From be69efdee36652bcdead12f39ea0f1193085532f Mon Sep 17 00:00:00 2001
From: Nutomic <me@nutomic.com>
Date: Thu, 2 May 2024 10:58:56 +0200
Subject: [PATCH] Require signed digest when verifying signatures (#109)

---
 src/http_signatures.rs | 7 +++++--
 1 file changed, 5 insertions(+), 2 deletions(-)

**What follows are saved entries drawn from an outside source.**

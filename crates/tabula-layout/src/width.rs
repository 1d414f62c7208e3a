// Copyright 2026 Phillip Cloud
// Licensed under the Apache License, Version 2.0

//! Horizontal budget allocation across columns.

use std::cmp::Reverse;

use tabula_app::{Cell, ColumnSpec};
use tracing::debug;

use crate::text::display_width;

/// Width each column would take with no pressure at all. The configured
/// maximum is deliberately ignored here; it only applies once the natural
/// total no longer fits.
pub fn natural_widths(columns: &[ColumnSpec], rows: &[Vec<Cell>]) -> Vec<usize> {
    columns
        .iter()
        .enumerate()
        .map(|(index, column)| {
            let widest_cell = rows
                .iter()
                .filter_map(|row| row.get(index))
                .map(|cell| display_width(cell.display()))
                .max()
                .unwrap_or(0);
            let widest_fixed = column
                .fixed_values
                .iter()
                .map(|value| display_width(value))
                .max()
                .unwrap_or(0);
            display_width(&column.title)
                .max(column.min)
                .max(widest_cell)
                .max(widest_fixed)
        })
        .collect()
}

pub fn total_width(widths: &[usize], separator: usize) -> usize {
    widths.iter().sum::<usize>() + widths.len().saturating_sub(1) * separator
}

/// Allocates `width` cells among `columns`. Natural widths win when they
/// fit; otherwise every column is clamped to its maximum and any remaining
/// deficit is taken from non-flex columns before flex ones, never going
/// below a column's minimum.
pub fn column_widths(
    columns: &[ColumnSpec],
    rows: &[Vec<Cell>],
    width: usize,
    separator: usize,
) -> Vec<usize> {
    let count = columns.len();
    if count == 0 {
        return Vec::new();
    }

    let available = width.saturating_sub(count.saturating_sub(1) * separator);
    if count == 1 {
        return vec![available];
    }

    let natural = natural_widths(columns, rows);
    let natural_total = natural.iter().sum::<usize>();
    if natural_total <= available {
        return natural;
    }

    let mut widths = natural
        .iter()
        .zip(columns)
        .map(|(natural, column)| match column.max_width() {
            Some(max) => (*natural).min(max.max(floor(column))),
            None => *natural,
        })
        .collect::<Vec<_>>();

    let clamped_total = widths.iter().sum::<usize>();
    if clamped_total <= available {
        let unused = widen_truncated(&mut widths, &natural, available - clamped_total);
        debug!(available, clamped_total, unused, "widened clamped columns");
        return widths;
    }

    let left_over = shrink_to_fit(&mut widths, columns, clamped_total - available);
    if left_over > 0 {
        debug!(available, left_over, "column minimums exceed available width");
    }
    widths
}

/// Gives truncated columns back up to `extra` cells, most-truncated first,
/// never past their natural width. Returns what was not needed.
pub fn widen_truncated(widths: &mut [usize], natural: &[usize], extra: usize) -> usize {
    let mut truncated = widths
        .iter()
        .zip(natural)
        .enumerate()
        .filter(|(_, (width, natural))| natural > width)
        .map(|(index, (width, natural))| (index, natural - width))
        .collect::<Vec<_>>();
    truncated.sort_by_key(|(_, deficit)| Reverse(*deficit));

    let mut remaining = extra;
    for (index, deficit) in truncated {
        if remaining == 0 {
            break;
        }
        let grant = deficit.min(remaining);
        widths[index] += grant;
        remaining -= grant;
    }
    remaining
}

fn floor(column: &ColumnSpec) -> usize {
    column.min.max(1)
}

/// Takes `excess` cells away one at a time from the widest shrinkable
/// column, non-flex columns first. Returns the deficit that could not be
/// absorbed.
fn shrink_to_fit(widths: &mut [usize], columns: &[ColumnSpec], excess: usize) -> usize {
    let mut excess = excess;
    for flex_pass in [false, true] {
        while excess > 0 {
            let candidate = widths
                .iter()
                .zip(columns)
                .enumerate()
                .filter(|(_, (width, column))| column.flex == flex_pass && **width > floor(column))
                .max_by_key(|(index, (width, _))| (**width, *index))
                .map(|(index, _)| index);
            let Some(index) = candidate else {
                break;
            };
            widths[index] -= 1;
            excess -= 1;
        }
    }
    excess
}

#[cfg(test)]
mod tests {
    use super::{column_widths, natural_widths, total_width, widen_truncated};
    use tabula_app::{Cell, ColumnKind, ColumnSpec};

    fn text_rows(values: &[&[&str]]) -> Vec<Vec<Cell>> {
        values
            .iter()
            .map(|row| {
                row.iter()
                    .map(|value| Cell::new(ColumnKind::Text, *value))
                    .collect()
            })
            .collect()
    }

    #[test]
    fn natural_width_takes_widest_of_title_min_cells_and_fixed_values() {
        let columns = vec![
            ColumnSpec::new("ID", ColumnKind::Numeric).with_min(4),
            ColumnSpec::new("Status", ColumnKind::Text)
                .with_fixed_values(["planned", "underway", "abandoned"]),
            ColumnSpec::new("Notes", ColumnKind::Notes).with_max(5),
        ];
        let rows = text_rows(&[&["1", "planned", "a long note about the roof"]]);

        assert_eq!(natural_widths(&columns, &rows), vec![4, 9, 26]);
    }

    #[test]
    fn null_cells_measure_as_empty() {
        let columns = vec![ColumnSpec::new("X", ColumnKind::Money)];
        let mut null = Cell::null(ColumnKind::Money);
        null.value = "ignored".to_owned();
        assert_eq!(natural_widths(&columns, &[vec![null]]), vec![1]);
    }

    #[test]
    fn natural_widths_are_used_when_they_fit() {
        let columns = vec![
            ColumnSpec::new("ID", ColumnKind::Numeric),
            ColumnSpec::new("Title", ColumnKind::Text).with_max(3),
        ];
        let rows = text_rows(&[&["1", "Kitchen"]]);
        assert_eq!(column_widths(&columns, &rows, 40, 3), vec![2, 7]);
    }

    #[test]
    fn narrow_budget_fits_within_available_width() {
        let columns = vec![
            ColumnSpec::new("ID", ColumnKind::Numeric).with_min(4),
            ColumnSpec::new("Title", ColumnKind::Text).with_min(5),
        ];
        let rows = text_rows(&[&["1", "Replace the upstairs hvac"]]);
        assert_eq!(natural_widths(&columns, &rows), vec![4, 25]);

        let widths = column_widths(&columns, &rows, 20, 3);
        assert!(widths.iter().sum::<usize>() <= 17, "got {widths:?}");
        assert!(widths[0] >= 4);
        assert!(widths[1] >= 5);
        assert_eq!(total_width(&widths, 3), 20);
    }

    #[test]
    fn clamping_to_max_then_widening_restores_slack() {
        let columns = vec![
            ColumnSpec::new("A", ColumnKind::Text).with_max(4),
            ColumnSpec::new("B", ColumnKind::Text).with_max(4),
        ];
        let rows = text_rows(&[&["aaaaaaaaaa", "bbbbbb"]]);
        // natural [10, 6] = 16; clamped [4, 4]; available 12 leaves 4 to give back,
        // all to the most truncated column first.
        assert_eq!(column_widths(&columns, &rows, 13, 1), vec![8, 4]);
    }

    #[test]
    fn non_flex_columns_shrink_before_flex_columns() {
        let columns = vec![
            ColumnSpec::new("Title", ColumnKind::Text).flex().with_min(3),
            ColumnSpec::new("Vendor", ColumnKind::Reference).with_min(3),
        ];
        let rows = text_rows(&[&["abcdefghij", "abcdefghij"]]);
        let widths = column_widths(&columns, &rows, 16, 1);
        assert_eq!(widths, vec![10, 5]);
    }

    #[test]
    fn flex_columns_shrink_once_others_reach_minimum() {
        let columns = vec![
            ColumnSpec::new("Title", ColumnKind::Text).flex().with_min(3),
            ColumnSpec::new("Vendor", ColumnKind::Reference).with_min(3),
        ];
        let rows = text_rows(&[&["abcdefghij", "abcdefghij"]]);
        assert_eq!(column_widths(&columns, &rows, 10, 1), vec![6, 3]);
    }

    #[test]
    fn minimums_are_never_violated_even_when_they_overflow() {
        let columns = vec![
            ColumnSpec::new("A", ColumnKind::Text).with_min(6),
            ColumnSpec::new("B", ColumnKind::Text).with_min(6),
        ];
        let rows = text_rows(&[&["aaaaaaaa", "bbbbbbbb"]]);
        assert_eq!(column_widths(&columns, &rows, 8, 1), vec![6, 6]);
    }

    #[test]
    fn single_column_takes_whole_width() {
        let columns = vec![ColumnSpec::new("Title", ColumnKind::Text)];
        let rows = text_rows(&[&["x"]]);
        assert_eq!(column_widths(&columns, &rows, 30, 3), vec![30]);
    }

    #[test]
    fn degenerate_inputs_are_empty() {
        assert!(column_widths(&[], &[], 80, 3).is_empty());
        assert_eq!(total_width(&[], 3), 0);
    }

    #[test]
    fn widen_truncated_serves_most_truncated_first() {
        let natural = [10, 6, 3];
        let mut widths = [4, 4, 3];
        let remainder = widen_truncated(&mut widths, &natural, 5);
        assert_eq!(remainder, 0);
        assert_eq!(widths, [9, 4, 3]);
    }

    #[test]
    fn widen_truncated_returns_unused_budget() {
        let natural = [10, 6];
        let mut widths = [4, 4];
        let remainder = widen_truncated(&mut widths, &natural, 100);
        assert_eq!(widths, natural);
        assert_eq!(remainder, 92);
    }

    #[test]
    fn widen_truncated_with_zero_extra_is_a_no_op() {
        let natural = [10, 6];
        let mut widths = [4, 4];
        assert_eq!(widen_truncated(&mut widths, &natural, 0), 0);
        assert_eq!(widths, [4, 4]);
    }
}
// Copyright 2026 Phillip Cloud
// Licensed under the Apache License, Version 2.0

//! One render pass over a table: projection, widths, window and stacks
//! computed in a fixed order, then assembled into text lines.

use std::ops::Range;

use tabula_app::{Cell, RowMeta, SortDirection, TableSnapshot, ViewState};

use crate::stack::{CollapsedStack, StackLayout, collapsed_stacks, edge_chrome, render_stack_lines};
use crate::text::{display_width, fit_cell, fit_header, truncate_label};
use crate::viewport::{ViewportRange, scroll_into_view};
use crate::visibility::{VisibleProjection, clamp_cursor, visible_count, visible_projection};
use crate::width::column_widths;

const RULE: &str = "─";
/// Marks a column holding navigable cross-references.
const LINK_ARROW: &str = " →";

#[derive(Debug, Clone, Copy, PartialEq, Eq)]
pub enum FrameLine {
    Header,
    Rule,
    /// Index into the projected rows.
    Row(usize),
    /// Index into the collapsed-stack lines.
    Stack(usize),
}

#[derive(Debug, Clone, PartialEq, Eq)]
pub struct TableFrame {
    pub projection: VisibleProjection,
    /// Widths of all visible columns, not just the windowed ones.
    pub widths: Vec<usize>,
    pub range: ViewportRange,
    pub stacks: Vec<CollapsedStack>,
    pub stack_lines: Vec<String>,
    pub separator: String,
    pub lead_chrome: usize,
    pub trail_chrome: usize,
    pub cursor_row: usize,
}

impl TableFrame {
    /// Runs the layout pipeline for `width` cells. Updates the cursor and
    /// scroll offset in `state` as needed to keep them valid and visible.
    pub fn compute(
        snapshot: &TableSnapshot,
        state: &mut ViewState,
        width: usize,
        separator: &str,
    ) -> Self {
        clamp_cursor(state, snapshot.row_count(), snapshot.column_count());
        let projection = visible_projection(snapshot, state);

        let (lead_chrome, trail_chrome) = edge_chrome(state, snapshot.column_count());
        let available = width.saturating_sub(lead_chrome + trail_chrome);
        let separator_width = display_width(separator);
        let widths = column_widths(
            &projection.columns,
            &projection.rows,
            available,
            separator_width,
        );

        let cursor = projection.cursor.unwrap_or(0);
        let range = scroll_into_view(state, &widths, separator_width, available, cursor);

        let stacks = collapsed_stacks(&StackLayout {
            columns: &snapshot.columns,
            state,
            full_index: &projection.full_index,
            widths: &widths,
            range,
            separator: separator_width,
        });
        let stack_lines = render_stack_lines(&stacks);

        Self {
            projection,
            widths,
            range,
            stacks,
            stack_lines,
            separator: separator.to_owned(),
            lead_chrome,
            trail_chrome,
            cursor_row: state.cursor_row,
        }
    }

    pub fn is_empty(&self) -> bool {
        self.projection.column_count() == 0
    }

    /// Visible column indices inside the horizontal window.
    pub fn window(&self) -> Range<usize> {
        self.range.start..self.range.end.min(self.widths.len())
    }

    /// Cursor position within the windowed cells, if it is on screen.
    pub fn cursor_cell(&self) -> Option<usize> {
        self.projection
            .cursor
            .filter(|cursor| self.range.contains(*cursor))
            .map(|cursor| cursor - self.range.start)
    }

    /// Width of the drawn table including edge chrome.
    pub fn table_width(&self) -> usize {
        let window = self.window();
        let content = self.widths[window.clone()].iter().sum::<usize>()
            + window.len().saturating_sub(1) * display_width(&self.separator);
        self.lead_chrome + content + self.trail_chrome
    }

    pub fn left_badge(&self) -> Option<String> {
        self.range
            .has_left
            .then(|| format!("◀ {}", self.range.start))
    }

    pub fn right_badge(&self) -> Option<String> {
        let hidden = self.range.hidden_right(self.widths.len());
        (hidden > 0).then(|| format!("{hidden} ▶"))
    }

    fn sort_marker(&self, visible: usize) -> String {
        let sorts = &self.projection.sorts;
        let Some((priority, sort)) = sorts
            .iter()
            .enumerate()
            .find(|(_, sort)| sort.column == visible)
        else {
            return String::new();
        };
        match (sorts.len(), sort.direction) {
            (1, SortDirection::Asc) => " ↑".to_owned(),
            (1, SortDirection::Desc) => " ↓".to_owned(),
            (_, SortDirection::Asc) => format!(" ▲{}", priority + 1),
            (_, SortDirection::Desc) => format!(" ▼{}", priority + 1),
        }
    }

    fn has_links(&self, visible: usize) -> bool {
        self.projection
            .rows
            .iter()
            .filter_map(|row| row.get(visible))
            .any(Cell::has_link)
    }

    pub fn header_cells(&self) -> Vec<String> {
        self.window()
            .map(|visible| {
                let link = if self.has_links(visible) { LINK_ARROW } else { "" };
                fit_header(
                    &self.projection.columns[visible].title,
                    &format!("{link}{}", self.sort_marker(visible)),
                    self.widths[visible],
                )
            })
            .collect()
    }

    pub fn body_cells(&self, row: usize) -> Vec<String> {
        let cells = self.projection.rows.get(row);
        self.window()
            .map(|visible| {
                let width = self.widths[visible];
                match cells.and_then(|cells| cells.get(visible)) {
                    Some(cell) => fit_cell(cell.display(), width, cell.kind.right_aligned()),
                    None => " ".repeat(width),
                }
            })
            .collect()
    }

    /// Joins windowed cells with the separator, inside the edge chrome.
    pub fn join_cells(&self, cells: &[String]) -> String {
        let line = format!(
            "{}{}",
            " ".repeat(self.lead_chrome),
            cells.join(&self.separator)
        );
        line.trim_end().to_owned()
    }

    pub fn header_line(&self) -> String {
        self.join_cells(&self.header_cells())
    }

    pub fn body_line(&self, row: usize) -> String {
        self.join_cells(&self.body_cells(row))
    }

    /// A horizontal rule under the header carrying the overflow badges.
    pub fn rule_line(&self) -> String {
        let width = self.table_width();
        let left = self
            .left_badge()
            .map(|badge| format!("{badge} "))
            .unwrap_or_default();
        let right = self
            .right_badge()
            .map(|badge| format!(" {badge}"))
            .unwrap_or_default();
        let fill = width.saturating_sub(display_width(&left) + display_width(&right));
        truncate_label(&format!("{left}{}{right}", RULE.repeat(fill)), width)
    }

    /// Rows to show when `count` lines are available, keeping the cursor
    /// row in view.
    pub fn row_window(&self, count: usize) -> Range<usize> {
        let total = self.projection.rows.len();
        let count = count.min(total);
        let start = (self.cursor_row + 1).saturating_sub(count).min(total - count);
        start..start + count
    }

    /// Decides which lines fit in `height`. Header and rule come first, then
    /// the cursor row, then stack lines, then the remaining rows.
    pub fn plan_lines(&self, height: usize) -> Vec<FrameLine> {
        if self.is_empty() || height == 0 {
            return Vec::new();
        }
        let mut budget = height;
        let mut lines = vec![FrameLine::Header];
        budget -= 1;
        if budget > 0 {
            lines.push(FrameLine::Rule);
            budget -= 1;
        }

        let row_count = self.projection.rows.len();
        let cursor_row = usize::from(row_count > 0).min(budget);
        budget -= cursor_row;
        let stacks = self.stack_lines.len().min(budget);
        budget -= stacks;
        let rows = (cursor_row + budget).min(row_count);

        lines.extend(self.row_window(rows).map(FrameLine::Row));
        lines.extend((0..stacks).map(FrameLine::Stack));
        lines
    }

    pub fn render_lines(&self, height: usize) -> Vec<String> {
        self.plan_lines(height)
            .into_iter()
            .map(|line| match line {
                FrameLine::Header => self.header_line(),
                FrameLine::Rule => self.rule_line(),
                FrameLine::Row(row) => self.body_line(row),
                FrameLine::Stack(index) => self.stack_lines[index].clone(),
            })
            .collect()
    }
}

/// Title bar text summarizing rows, columns, sort keys, deleted rows and
/// hidden columns.
pub fn table_title(snapshot: &TableSnapshot, state: &ViewState) -> String {
    let total = snapshot.column_count();
    let mut parts = vec![format!(
        "{} r:{} c:{}/{}",
        snapshot.title,
        snapshot.row_count(),
        visible_count(state, total),
        total,
    )];

    let labels = state
        .sorts
        .iter()
        .enumerate()
        .filter_map(|(index, sort)| {
            snapshot.columns.get(sort.column).map(|column| {
                format!(
                    "{}:{}#{}",
                    column.title,
                    sort.direction.as_str(),
                    index + 1
                )
            })
        })
        .collect::<Vec<_>>();
    if !labels.is_empty() {
        parts.push(format!("sort {}", labels.join(",")));
    }

    let deleted = snapshot.deleted_count();
    if deleted > 0 {
        parts.push(format!("del {deleted}"));
    }
    let hidden = state.hidden.iter().filter(|column| **column < total).count();
    if hidden > 0 {
        parts.push(format!("hidden {hidden}"));
    }
    parts.join(" | ")
}

/// Cell under the cursor, or `None` when the cursor is out of range or on
/// a hidden column.
pub fn selected_cell<'a>(snapshot: &'a TableSnapshot, state: &ViewState) -> Option<&'a Cell> {
    if state.is_hidden(state.cursor_col) {
        return None;
    }
    snapshot.cell(state.cursor_row, state.cursor_col)
}

pub fn selected_row_meta(snapshot: &TableSnapshot, state: &ViewState) -> Option<RowMeta> {
    snapshot.row_meta(state.cursor_row)
}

diff --git a/src/http_signatures.rs b/src/http_signatures.rs
index 7e26e8d..1f4e15b 100644
--- a/src/http_signatures.rs
+++ b/src/http_signatures.rs
@@ -189,8 +189,11 @@ fn verify_signature_inner(
     uri: &Uri,
     public_key: &str,
 ) -> Result<(), Error> {
-    static CONFIG: Lazy<http_signature_normalization::Config> =
-        Lazy::new(|| http_signature_normalization::Config::new().set_expiration(EXPIRES_AFTER));
+    static CONFIG: Lazy<http_signature_normalization::Config> = Lazy::new(|| {
+        http_signature_normalization::Config::new()
+            .set_expiration(EXPIRES_AFTER)
+            .require_digest()
+    });
 
     let path_and_query = uri.path_and_query().map(PathAndQuery::as_str).unwrap_or("");